Q. But what I accidentally didn’t put them in the cloud, and accidentally didn’t back up to an external hard drive, accidentally forgot to burn to optical, and I accidentally deleted it and I accidentally emptied the recycle bin?

A. That’s what Undelete / Unerase programs are for.

Q. But what if I accidentally didn’t put them in the cloud, accidentally didn’t back up to an external hard drive, I accidentally deleted it and accidentally emptied the recycle bin and then I accidentally wrote over the place where the file was stored on the hard drive, how would your precious RAID 1/5 save you now?

A. OKAY! You got me, however you should probably wear diapers because you are so prone to having accidents I am sure you are going to have another “accident” at any second. That’s 5 deliberate “accidents” (deleted, emptied recycle bin, non-clouded, non-external backuped, wrote over them physically on the HDD) A.K.A.: You’re an adult now – you have to learn to stop having bathroom “accidents” and you also have to learn to stop deleting files, emptying the recycle bin, not putting critical files not in a cloud, not backing up to hard drives, and not writing over the files. If you are that accident prone, you won’t be living long so don’t worry about backing up.


How to budget “backup”:

1. Yes, I have a RAID 5. It’s awesome. It’s not the fastest write speed in the world, (That’s what SSDs and my RamDrive are for) but several times faster than upload speeds. And read speeds are plenty fast, and that’s most important for me and media. (And yes, as I upgrade all the time to the next chipset, you can move your RAID without any hassle, just move the drives to the new motherboard and it detects the raid and all is well.) I don’t like RAID 5, (or HDDs for that matter), I prefer RAID 1 and SSD, but what can you do? The solution does not exist to store 10TB of media cheaply and easily, yet. I will go to RAID 1 as soon as technically possible and financially feasible.

What drives to get? Since they are redundant, and speeds aren’t hugely important, it doesn’t matter: get the ones with the longest warranties at the lowest price per TB. Since I am following my philosophy for upgrades I am replacing my 4X3TB Seagates (just out of warranty, will sell the remaining good ones) with Toshiba 5TBX3 drives (3 year warranty). It will be slower, but media doesn’t need be break neck speed fast. I can always add another 5TB to increase speeds and space.

2. I cloud critical (Personal Docs, financial’s, other programs settings, etc. ) stuff. 15GB is free with Google Drive, as of the writing of this 100GB is $24/year. . Microsoft’s Onedrive is $70/year for 1TB and $24 for 100GB. the 1TB includes a subscription to Office 360. (EASILY the best deal) Dropbox is $100/year for 100GB. These are all about the costs of another 3TB which will last you a minimum of twice as long, per dollar (warranty) and could last for a few years longer. But it will fail, as all HDD do.
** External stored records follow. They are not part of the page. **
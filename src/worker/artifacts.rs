//! Storage of uploaded worker logs.

use crate::jobs::domain::LogArtifactId;
use async_trait::async_trait;
use camino::Utf8Path;
use cap_std::{fs::OpenOptions, fs_utf8::Dir};
use sha2::{Digest, Sha256};
use std::{io, io::Write, sync::Arc};
use thiserror::Error;

/// Attempts at allocating a fresh artifact id before giving up.
const MAX_ALLOCATION_ATTEMPTS: usize = 16;

/// Errors returned by artifact stores.
#[derive(Debug, Clone, Error)]
pub enum ArtifactError {
    /// The artifact name is unusable.
    #[error("invalid artifact name '{0}'")]
    InvalidName(String),
    /// No free identifier could be allocated.
    #[error("could not allocate an artifact id")]
    Exhausted,
    /// Storage failure.
    #[error("artifact store I/O error: {0}")]
    Io(Arc<dyn std::error::Error + Send + Sync>),
}

impl ArtifactError {
    /// Wraps an I/O error.
    pub fn io(err: impl std::error::Error + Send + Sync + 'static) -> Self {
        Self::Io(Arc::new(err))
    }
}

/// Uploaded log metadata.
#[derive(Debug, Clone, PartialEq, Eq)]
pub struct StoredArtifact {
    /// Identifier reported to the scheduler.
    pub id: LogArtifactId,
    /// Hex SHA-256 digest of the contents.
    pub sha256: String,
}

/// Destination for worker logs.
#[async_trait]
pub trait LogArtifactStore: Send + Sync {
    /// Stores `contents` under `name` and returns its identifier.
    ///
    /// # Errors
    ///
    /// Returns [`ArtifactError`] when the contents cannot be stored.
    async fn upload(&self, name: &str, contents: Vec<u8>) -> Result<StoredArtifact, ArtifactError>;
}

/// Stores logs as `<id>-<name>` files with a `.sha256` digest alongside.
#[derive(Debug)]
pub struct FilesystemLogArtifactStore {
    root: Dir,
}

impl FilesystemLogArtifactStore {
    /// Opens the store at `root`, creating the directory when missing.
    ///
    /// # Errors
    ///
    /// Returns [`ArtifactError::Io`] when the directory cannot be opened.
    pub fn open(root: &Utf8Path) -> Result<Self, ArtifactError> {
        let dir = crate::branch_store::filesystem::open_or_create(root)
            .map_err(ArtifactError::io)?;
        Ok(Self { root: dir })
    }
}

#[async_trait]
impl LogArtifactStore for FilesystemLogArtifactStore {
    async fn upload(&self, name: &str, contents: Vec<u8>) -> Result<StoredArtifact, ArtifactError> {
        if name.is_empty() || name.contains('/') || name.starts_with('.') {
            return Err(ArtifactError::InvalidName(name.to_owned()));
        }
        let root = self.root.try_clone().map_err(ArtifactError::io)?;
        let owned_name = name.to_owned();
        let stored = tokio::task::spawn_blocking(move || store_blocking(&root, &owned_name, &contents))
            .await
            .map_err(ArtifactError::io)??;
        tracing::info!(artifact_id = %stored.id, sha256 = %stored.sha256, artifact_name = name, "uploaded log");
        Ok(stored)
    }
}

fn store_blocking(root: &Dir, name: &str, contents: &[u8]) -> Result<StoredArtifact, ArtifactError> {
    let sha256 = hex_digest(contents);
    let mut candidate = next_free_id(root).map_err(ArtifactError::io)?;
    for _ in 0..MAX_ALLOCATION_ATTEMPTS {
        let id = LogArtifactId::new(candidate).map_err(ArtifactError::io)?;
        let file_name = format!("{id}-{name}");
        let mut options = OpenOptions::new();
        options.write(true).create_new(true);
        match root.open_with(&file_name, &options) {
            Ok(mut file) => {
                file.write_all(contents).map_err(ArtifactError::io)?;
                root.write(format!("{file_name}.sha256"), format!("{sha256}  {name}\n"))
                    .map_err(ArtifactError::io)?;
                return Ok(StoredArtifact { id, sha256 });
            }
            Err(err) if err.kind() == io::ErrorKind::AlreadyExists => {
                candidate = candidate.saturating_add(1);
            }
            Err(err) => return Err(ArtifactError::io(err)),
        }
    }
    Err(ArtifactError::Exhausted)
}

fn next_free_id(root: &Dir) -> io::Result<i64> {
    let mut highest = 0_i64;
    for item in root.entries()? {
        let file_name = item?.file_name()?;
        let parsed = file_name
            .split_once('-')
            .and_then(|(prefix, _)| prefix.parse::<i64>().ok());
        if let Some(id) = parsed {
            highest = highest.max(id);
        }
    }
    Ok(highest.saturating_add(1))
}

fn hex_digest(contents: &[u8]) -> String {
    Sha256::digest(contents)
        .iter()
        .map(|byte| format!("{byte:02x}"))
        .collect()
}
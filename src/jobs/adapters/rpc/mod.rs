//! Scheduler RPC adapters: the in-process client, the HTTP client and the
//! axum server routes sharing one JSON wire format.

mod http;
mod local;
mod server;
pub mod wire;

pub use http::HttpSchedulerClient;
pub use local::LocalSchedulerClient;
pub use server::scheduler_router;
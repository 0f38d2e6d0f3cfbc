//! Unit tests for the branch store and leases.

mod lease_tests;

use camino::Utf8PathBuf;
use cap_std::{ambient_authority, fs_utf8::Dir};

/// Creates a fresh directory under the system temp dir.
pub(super) fn temp_dir(prefix: &str) -> Utf8PathBuf {
    let base = Utf8PathBuf::try_from(std::env::temp_dir()).expect("temp dir should be UTF-8");
    let name = format!("{prefix}_{}", uuid::Uuid::new_v4());
    let base_dir =
        Dir::open_ambient_dir(&base, ambient_authority()).expect("temp dir should open");
    base_dir.create_dir(&name).expect("temp subdir should be created");
    base.join(name)
}

pub(super) fn open(path: &Utf8PathBuf) -> Dir {
    Dir::open_ambient_dir(path, ambient_authority()).expect("directory should open")
}
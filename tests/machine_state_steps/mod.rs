//! Step definitions for machine state scenarios.

pub mod given;
pub mod then;
pub mod when;
pub mod world;
//! Terminal job statuses and the per-run result record.

use super::{ImportId, LogArtifactId, LogTail, MachineId, ParseResultStatusError, ResultId};
use chrono::{DateTime, Utc};
use serde::{Deserialize, Serialize};
use std::fmt;

/// Terminal status reported for a finished code import job.
#[derive(Debug, Clone, Copy, PartialEq, Eq, Hash, Serialize, Deserialize)]
#[serde(rename_all = "snake_case")]
pub enum JobResultStatus {
    /// The mirror was updated.
    Success,
    /// The foreign repository had no new history.
    SuccessNoChange,
    /// Some history was imported and more remains.
    SuccessPartial,
    /// The import failed for an unclassified reason.
    Failure,
    /// The foreign repository is not a valid source.
    FailureInvalid,
    /// The foreign repository uses a feature the importer cannot handle.
    FailureUnsupportedFeature,
    /// Access to the foreign repository was refused.
    FailureForbidden,
    /// The foreign repository is unreachable or corrupt.
    FailureRemoteBroken,
    /// The job was reclaimed after its heartbeat went stale.
    Reclaimed,
    /// The job was killed by an operator.
    Killed,
}

impl JobResultStatus {
    /// All statuses in declaration order.
    pub const ALL: [Self; 10] = [
        Self::Success,
        Self::SuccessNoChange,
        Self::SuccessPartial,
        Self::Failure,
        Self::FailureInvalid,
        Self::FailureUnsupportedFeature,
        Self::FailureForbidden,
        Self::FailureRemoteBroken,
        Self::Reclaimed,
        Self::Killed,
    ];

    /// Returns the canonical storage and wire representation.
    #[must_use]
    pub const fn as_str(self) -> &'static str {
        match self {
            Self::Success => "success",
            Self::SuccessNoChange => "success_nochange",
            Self::SuccessPartial => "success_partial",
            Self::Failure => "failure",
            Self::FailureInvalid => "failure_invalid",
            Self::FailureUnsupportedFeature => "failure_unsupported_feature",
            Self::FailureForbidden => "failure_forbidden",
            Self::FailureRemoteBroken => "failure_remote_broken",
            Self::Reclaimed => "reclaimed",
            Self::Killed => "killed",
        }
    }

    /// Returns whether the run counts as successful.
    #[must_use]
    pub const fn is_success(self) -> bool {
        matches!(
            self,
            Self::Success | Self::SuccessNoChange | Self::SuccessPartial
        )
    }

    /// Returns whether the run counts towards the consecutive failure limit.
    ///
    /// Reclaimed and killed jobs say nothing about the foreign repository
    /// and are neutral.
    #[must_use]
    pub const fn is_failure(self) -> bool {
        matches!(
            self,
            Self::Failure
                | Self::FailureInvalid
                | Self::FailureUnsupportedFeature
                | Self::FailureForbidden
                | Self::FailureRemoteBroken
        )
    }

    /// Returns whether the next run should start without waiting for the
    /// update interval.
    #[must_use]
    pub const fn continues_immediately(self) -> bool {
        matches!(self, Self::SuccessPartial)
    }

    /// Returns the worker process exit code reporting this status.
    #[must_use]
    pub const fn exit_code(self) -> u8 {
        match self {
            Self::Success => 0,
            Self::Failure | Self::Reclaimed | Self::Killed => 1,
            Self::SuccessNoChange => 2,
            Self::SuccessPartial => 3,
            Self::FailureInvalid => 4,
            Self::FailureUnsupportedFeature => 5,
            Self::FailureForbidden => 6,
            Self::FailureRemoteBroken => 7,
        }
    }
}

impl fmt::Display for JobResultStatus {
    fn fmt(&self, formatter: &mut fmt::Formatter<'_>) -> fmt::Result {
        formatter.write_str(self.as_str())
    }
}

impl TryFrom<&str> for JobResultStatus {
    type Error = ParseResultStatusError;

    fn try_from(value: &str) -> Result<Self, Self::Error> {
        let normalized = value.trim().to_ascii_lowercase();
        Self::ALL
            .into_iter()
            .find(|status| status.as_str() == normalized)
            .ok_or_else(|| ParseResultStatusError(value.to_owned()))
    }
}

/// Record of one finished code import job.
#[derive(Debug, Clone, PartialEq, Eq, Serialize, Deserialize)]
pub struct CodeImportResult {
    /// Result identifier.
    pub id: ResultId,
    /// Import the job ran for.
    pub import_id: ImportId,
    /// Machine that ran the job.
    pub machine_id: Option<MachineId>,
    /// Terminal status.
    pub status: JobResultStatus,
    /// Last log excerpt reported by the worker.
    pub log_tail: LogTail,
    /// Uploaded worker log, if any.
    pub log_artifact: Option<LogArtifactId>,
    /// When the job was claimed.
    pub date_job_started: Option<DateTime<Utc>>,
    /// When the job was finished.
    pub date_finished: DateTime<Utc>,
}
//! Port contracts for code import coordination.
//!
//! The store port is implemented by persistence adapters; the scheduler
//! client port is implemented by in-process and HTTP adapters.

pub mod rpc;
pub mod store;

#[cfg(test)]
pub use rpc::MockSchedulerClient;
#[cfg(test)]
pub use store::MockCodeImportStore;
pub use rpc::{ImportData, SchedulerClient, SchedulerRpcError, SchedulerRpcResult};
pub use store::{
    ClaimOutcome, CodeImportStore, CodeImportStoreError, CodeImportStoreResult, CompletedJob,
    DrainCheck, JobCompletion,
};
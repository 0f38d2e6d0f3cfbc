//! Given steps for machine state BDD scenarios.

use super::world::{MachineWorld, run_async};
use codeimport::jobs::domain::{
    Hostname, ImportSource, JobResultStatus, NewImport, TargetBranch, VcsKind,
};
use eyre::WrapErr;
use rstest_bdd_macros::given;

#[given(r#"a registered machine "{hostname}""#)]
fn registered_machine(world: &mut MachineWorld, hostname: String) -> Result<(), eyre::Report> {
    let host = Hostname::new(hostname)?;
    run_async(world.machines.register(&host)).wrap_err("register machine")?;
    world.hostname = Some(host);
    Ok(())
}

#[given("the machine has been started")]
fn machine_started(world: &mut MachineWorld) -> Result<(), eyre::Report> {
    let host = world.hostname()?;
    run_async(world.machines.start(&host, None)).wrap_err("start machine")?;
    Ok(())
}

#[given("the machine has been stopped")]
fn machine_stopped(world: &mut MachineWorld) -> Result<(), eyre::Report> {
    let host = world.hostname()?;
    run_async(world.machines.stop(&host, Some("maintenance".to_owned())))
        .wrap_err("stop machine")?;
    Ok(())
}

#[given(r#"an approved import into "{target}""#)]
fn approved_import(world: &mut MachineWorld, target: String) -> Result<(), eyre::Report> {
    let source = ImportSource::from_url(VcsKind::Git, format!("https://git.example.org/{target}"))?;
    let import = run_async(
        world
            .workflow
            .create_import(NewImport::new(source, TargetBranch::new(target)?)),
    )
    .wrap_err("create import")?;
    run_async(world.workflow.approve(import.id())).wrap_err("approve import")?;
    Ok(())
}

#[given("the machine has claimed a job")]
fn machine_claimed_job(world: &mut MachineWorld) -> Result<(), eyre::Report> {
    let host = world.hostname()?;
    let claimed = run_async(world.scheduler.get_job_for_machine(&host, 4))
        .wrap_err("claim job")?
        .ok_or_else(|| eyre::eyre!("no job was due for the machine"))?;
    world.claimed_job = Some(claimed);
    Ok(())
}

#[given(r#"the claimed job has finished with "{status}""#)]
fn claimed_job_finished(world: &mut MachineWorld, status: String) -> Result<(), eyre::Report> {
    let job_id = world
        .claimed_job
        .ok_or_else(|| eyre::eyre!("missing claimed job in scenario world"))?;
    let parsed = JobResultStatus::try_from(status.as_str())
        .map_err(|err| eyre::eyre!("invalid status in scenario: {err}"))?;
    run_async(world.scheduler.finish_job(job_id, parsed, None)).wrap_err("finish job")?;
    Ok(())
}
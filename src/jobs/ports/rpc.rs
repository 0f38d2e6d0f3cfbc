//! Client port for the scheduler's remote procedure surface.
//!
//! Dispatchers and workers talk to the scheduler only through this trait,
//! either in process or over HTTP.

use crate::jobs::domain::{Hostname, JobId, JobResultStatus, LogArtifactId};
use async_trait::async_trait;
use serde::{Deserialize, Serialize};
use std::sync::Arc;
use thiserror::Error;

/// Result type for scheduler RPC calls.
pub type SchedulerRpcResult<T> = Result<T, SchedulerRpcError>;

/// Data a worker needs to run a job.
#[derive(Debug, Clone, PartialEq, Eq, Serialize, Deserialize)]
pub struct ImportData {
    /// Positional worker arguments naming the target and the source.
    pub arguments: Vec<String>,
    /// Location of the mirror in the branch store.
    pub branch_url: String,
    /// Name under which the worker log is uploaded.
    pub log_file_name: String,
}

/// Scheduler operations available to dispatchers and workers.
#[cfg_attr(test, mockall::automock)]
#[async_trait]
pub trait SchedulerClient: Send + Sync {
    /// Claims the next due job for the machine, or `None` when there is no
    /// work, the machine is not online or it is at `worker_limit`.
    ///
    /// # Errors
    ///
    /// Returns [`SchedulerRpcError::UnknownMachine`] for unregistered
    /// hostnames.
    async fn get_job_for_machine(
        &self,
        hostname: &Hostname,
        worker_limit: usize,
    ) -> SchedulerRpcResult<Option<JobId>>;

    /// Returns the worker arguments, branch URL and log file name for a job.
    ///
    /// # Errors
    ///
    /// Returns [`SchedulerRpcError::NoSuchJob`] when the job does not exist.
    async fn get_import_data_for_job_id(&self, job_id: JobId) -> SchedulerRpcResult<ImportData>;

    /// Records a heartbeat with the tail of the worker log.
    ///
    /// # Errors
    ///
    /// Returns [`SchedulerRpcError::NoSuchJob`] when the job is gone or not
    /// running.
    async fn update_heartbeat(&self, job_id: JobId, log_tail: &str) -> SchedulerRpcResult<()>;

    /// Reports the terminal status of a job.
    ///
    /// # Errors
    ///
    /// Returns [`SchedulerRpcError::NoSuchJob`] when the job is gone or not
    /// running, including when it was already finished.
    async fn finish_job(
        &self,
        job_id: JobId,
        status: JobResultStatus,
        log_artifact: Option<LogArtifactId>,
    ) -> SchedulerRpcResult<()>;
}

/// Faults and transport failures surfaced by scheduler clients.
#[derive(Debug, Clone, Error)]
pub enum SchedulerRpcError {
    /// The job does not exist or is not running.
    #[error("no such code import job: {0}")]
    NoSuchJob(i64),

    /// The hostname is not registered.
    #[error("unknown machine: {0}")]
    UnknownMachine(String),

    /// The request was rejected as malformed.
    #[error("invalid request: {0}")]
    InvalidRequest(String),

    /// The scheduler failed internally.
    #[error("scheduler internal error: {0}")]
    Internal(String),

    /// The response could not be understood.
    #[error("protocol error: {0}")]
    Protocol(String),

    /// The scheduler could not be reached.
    #[error("transport error: {0}")]
    Transport(Arc<dyn std::error::Error + Send + Sync>),
}

impl SchedulerRpcError {
    /// Wraps a transport error.
    pub fn transport(err: impl std::error::Error + Send + Sync + 'static) -> Self {
        Self::Transport(Arc::new(err))
    }

    /// Returns whether the fault means the job is gone.
    #[must_use]
    pub const fn is_no_such_job(&self) -> bool {
        matches!(self, Self::NoSuchJob(_))
    }
}
//! Dispatcher: the per-host loop body that claims jobs and starts workers.
//!
//! Each invocation is stateless. It reads the local machine's state from
//! the store, drains a quiescing machine, applies the local job ceiling and
//! claims at most one job through the scheduler RPC surface.

mod cycle;
mod launcher;

pub use cycle::{
    DispatchOutcome, Dispatcher, DispatcherError, DispatcherResult, DispatcherSettings,
};
#[cfg(test)]
pub use launcher::MockWorkerLauncher;
pub use launcher::{ProcessWorkerLauncher, WorkerLauncher};

#[cfg(test)]
mod tests;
3. I have an external Backup, I store in a fire safe… sometimes. I backup other important docs, not important enough/ too big to be in the cloud. I also copy some of my media to friends on their RAID 1’s. (off site, they also like it)

4. Bluray every quarter or so critical docs, throw in fire safe. Optical is great and not subject to magnetic, electric, water, or impact from dropping like HDD are.

This is realistic, minimal cost, and zero downtime.


Conclusion – But let me tell you how I really feel….

Now I don’t doubt that one day, easily in my lifetime, that bandwidth will be cheap enough, and fast enough, and cloud prices will be low enough that all a computer will have is a nice amazingly fast SSD with OS and apps, and all media storage will be in a giant cheap cloud. I can watch a movie in 8K with a few seconds of buffering and all is well.

But that day is not today. So get yourself something better than a backup, Get a RAID 1/5 for your personal/small business needs and relax.